==== INFORMATION SUPPLIED ====

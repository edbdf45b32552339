//! Parcel carrier integration.
//!
//! [`Carrier`] is the seam between fulfillment and a parcel network. DHL is
//! the only network wired up: [`Dhl::from_credentials`] picks the HTTP client
//! when `dhl` credentials are configured and the local simulator otherwise.

pub mod address;
pub mod dhl;

use std::future::Future;

use chrono::{DateTime, NaiveDate, Utc};
use rust_decimal::Decimal;
use serde::Serialize;
use thiserror::Error;

use crate::config::CompanyAddress;
use crate::error::AppError;
use crate::services::integrations::Credentials;

pub use address::{Package, PackageOptions, ParsedAddress, parse_address};
pub use dhl::{DhlClient, DhlSimulator};

/// Errors from carrier APIs.
#[derive(Debug, Error)]
pub enum CarrierError {
    #[error("HTTP error: {0}")]
    Http(#[from] reqwest::Error),

    #[error("carrier API error ({status}): {message}")]
    Api { status: u16, message: String },

    #[error("carrier returned no shipment")]
    EmptyResponse,

    #[error("missing credential: {0}")]
    MissingCredential(&'static str),
}

impl From<CarrierError> for AppError {
    fn from(err: CarrierError) -> Self {
        Self::Integration(err.to_string())
    }
}

/// Everything a carrier needs to create a label.
#[derive(Debug, Clone)]
pub struct ShipmentRequest<'a> {
    pub reference: &'a str,
    pub sender: &'a CompanyAddress,
    pub receiver_name: String,
    pub receiver_email: String,
    pub receiver: ParsedAddress,
    pub country: String,
    pub package: Package,
    pub declared_value: Decimal,
}

/// A created label.
#[derive(Debug, Clone, Serialize)]
pub struct Shipment {
    pub tracking_number: String,
    pub label_url: Option<String>,
    pub shipment_id: Option<String>,
    pub estimated_delivery: NaiveDate,
    pub cost: Decimal,
}

#[derive(Debug, Clone, Serialize)]
pub struct TrackingEvent {
    pub timestamp: DateTime<Utc>,
    pub location: Option<String>,
    pub description: String,
    pub status_code: String,
}

#[derive(Debug, Clone, Serialize)]
pub struct TrackingInfo {
    pub tracking_number: String,
    pub status: String,
    pub status_description: String,
    pub estimated_delivery: Option<NaiveDate>,
    pub events: Vec<TrackingEvent>,
}

/// A parcel network.
pub trait Carrier {
    /// Name stored with each shipment.
    fn name(&self) -> &'static str;

    fn create_shipment(
        &self,
        request: &ShipmentRequest<'_>,
    ) -> impl Future<Output = Result<Shipment, CarrierError>> + Send;

    fn track(
        &self,
        tracking_number: &str,
    ) -> impl Future<Output = Result<TrackingInfo, CarrierError>> + Send;
}

/// DHL, live or simulated.
#[derive(Debug, Clone)]
pub enum Dhl {
    Api(DhlClient),
    Simulated(DhlSimulator),
}

impl Dhl {
    /// Use the HTTP client when complete credentials are available.
    #[must_use]
    pub fn from_credentials(credentials: Option<&Credentials>) -> Self {
        match credentials.map(DhlClient::from_credentials) {
            Some(Ok(client)) => Self::Api(client),
            Some(Err(e)) => {
                tracing::warn!(error = %e, "Incomplete DHL credentials, using simulator");
                Self::Simulated(DhlSimulator)
            }
            None => Self::Simulated(DhlSimulator),
        }
    }

    #[must_use]
    pub const fn is_simulated(&self) -> bool {
        matches!(self, Self::Simulated(_))
    }
}

impl Carrier for Dhl {
    fn name(&self) -> &'static str {
        "DHL"
    }

    async fn create_shipment(
        &self,
        request: &ShipmentRequest<'_>,
    ) -> Result<Shipment, CarrierError> {
        match self {
            Self::Api(client) => client.create_shipment(request).await,
            Self::Simulated(sim) => sim.create_shipment(request).await,
        }
    }

    async fn track(&self, tracking_number: &str) -> Result<TrackingInfo, CarrierError> {
        match self {
            Self::Api(client) => client.track(tracking_number).await,
            Self::Simulated(sim) => sim.track(tracking_number).await,
        }
    }
}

====

§ EXERCISE DESCRIPTION: All of the data, start to finish: please output it exactly.

§ SOLUTION TO THIS EXERCISE:
repository edbdf45b32552339
//! Parcel carrier integration.
//!
//! [`Carrier`] is the seam between fulfillment and a parcel network. DHL is
//! the only network wired up: [`Dhl::from_credentials`] picks the HTTP client
//! when `dhl` credentials are configured and the local simulator otherwise.

pub mod address;
pub mod dhl;

use std::future::Future;

use chrono::{DateTime, NaiveDate, Utc};
use rust_decimal::Decimal;
use serde::Serialize;
use thiserror::Error;

use crate::config::CompanyAddress;
use crate::error::AppError;
use crate::services::integrations::Credentials;

pub use address::{Package, PackageOptions, ParsedAddress, parse_address};
pub use dhl::{DhlClient, DhlSimulator};

/// Errors from carrier APIs.
#[derive(Debug, Error)]
pub enum CarrierError {
    #[error("HTTP error: {0}")]
    Http(#[from] reqwest::Error),

    #[error("carrier API error ({status}): {message}")]
    Api { status: u16, message: String },

    #[error("carrier returned no shipment")]
    EmptyResponse,

    #[error("missing credential: {0}")]
    MissingCredential(&'static str),
}

impl From<CarrierError> for AppError {
    fn from(err: CarrierError) -> Self {
        Self::Integration(err.to_string())
    }
}

/// Everything a carrier needs to create a label.
#[derive(Debug, Clone)]
pub struct ShipmentRequest<'a> {
    pub reference: &'a str,
    pub sender: &'a CompanyAddress,
    pub receiver_name: String,
    pub receiver_email: String,
    pub receiver: ParsedAddress,
    pub country: String,
    pub package: Package,
    pub declared_value: Decimal,
}

/// A created label.
#[derive(Debug, Clone, Serialize)]
pub struct Shipment {
    pub tracking_number: String,
    pub label_url: Option<String>,
    pub shipment_id: Option<String>,
    pub estimated_delivery: NaiveDate,
    pub cost: Decimal,
}

#[derive(Debug, Clone, Serialize)]
pub struct TrackingEvent {
    pub timestamp: DateTime<Utc>,
    pub location: Option<String>,
    pub description: String,
    pub status_code: String,
}

#[derive(Debug, Clone, Serialize)]
pub struct TrackingInfo {
    pub tracking_number: String,
    pub status: String,
    pub status_description: String,
    pub estimated_delivery: Option<NaiveDate>,
    pub events: Vec<TrackingEvent>,
}

/// A parcel network.
pub trait Carrier {
    /// Name stored with each shipment.
    fn name(&self) -> &'static str;

    fn create_shipment(
        &self,
        request: &ShipmentRequest<'_>,
    ) -> impl Future<Output = Result<Shipment, CarrierError>> + Send;

    fn track(
        &self,
        tracking_number: &str,
    ) -> impl Future<Output = Result<TrackingInfo, CarrierError>> + Send;
}

/// DHL, live or simulated.
#[derive(Debug, Clone)]
pub enum Dhl {
    Api(DhlClient),
    Simulated(DhlSimulator),
}

impl Dhl {
    /// Use the HTTP client when complete credentials are available.
    #[must_use]
    pub fn from_credentials(credentials: Option<&Credentials>) -> Self {
        match credentials.map(DhlClient::from_credentials) {
            Some(Ok(client)) => Self::Api(client),
            Some(Err(e)) => {
                tracing::warn!(error = %e, "Incomplete DHL credentials, using simulator");
                Self::Simulated(DhlSimulator)
            }
            None => Self::Simulated(DhlSimulator),
        }
    }

    #[must_use]
    pub const fn is_simulated(&self) -> bool {
        matches!(self, Self::Simulated(_))
    }
}

impl Carrier for Dhl {
    fn name(&self) -> &'static str {
        "DHL"
    }

    async fn create_shipment(
        &self,
        request: &ShipmentRequest<'_>,
    ) -> Result<Shipment, CarrierError> {
        match self {
            Self::Api(client) => client.create_shipment(request).await,
            Self::Simulated(sim) => sim.create_shipment(request).await,
        }
    }

    async fn track(&self, tracking_number: &str) -> Result<TrackingInfo, CarrierError> {
        match self {
            Self::Api(client) => client.track(tracking_number).await,
            Self::Simulated(sim) => sim.track(tracking_number).await,
        }
    }
}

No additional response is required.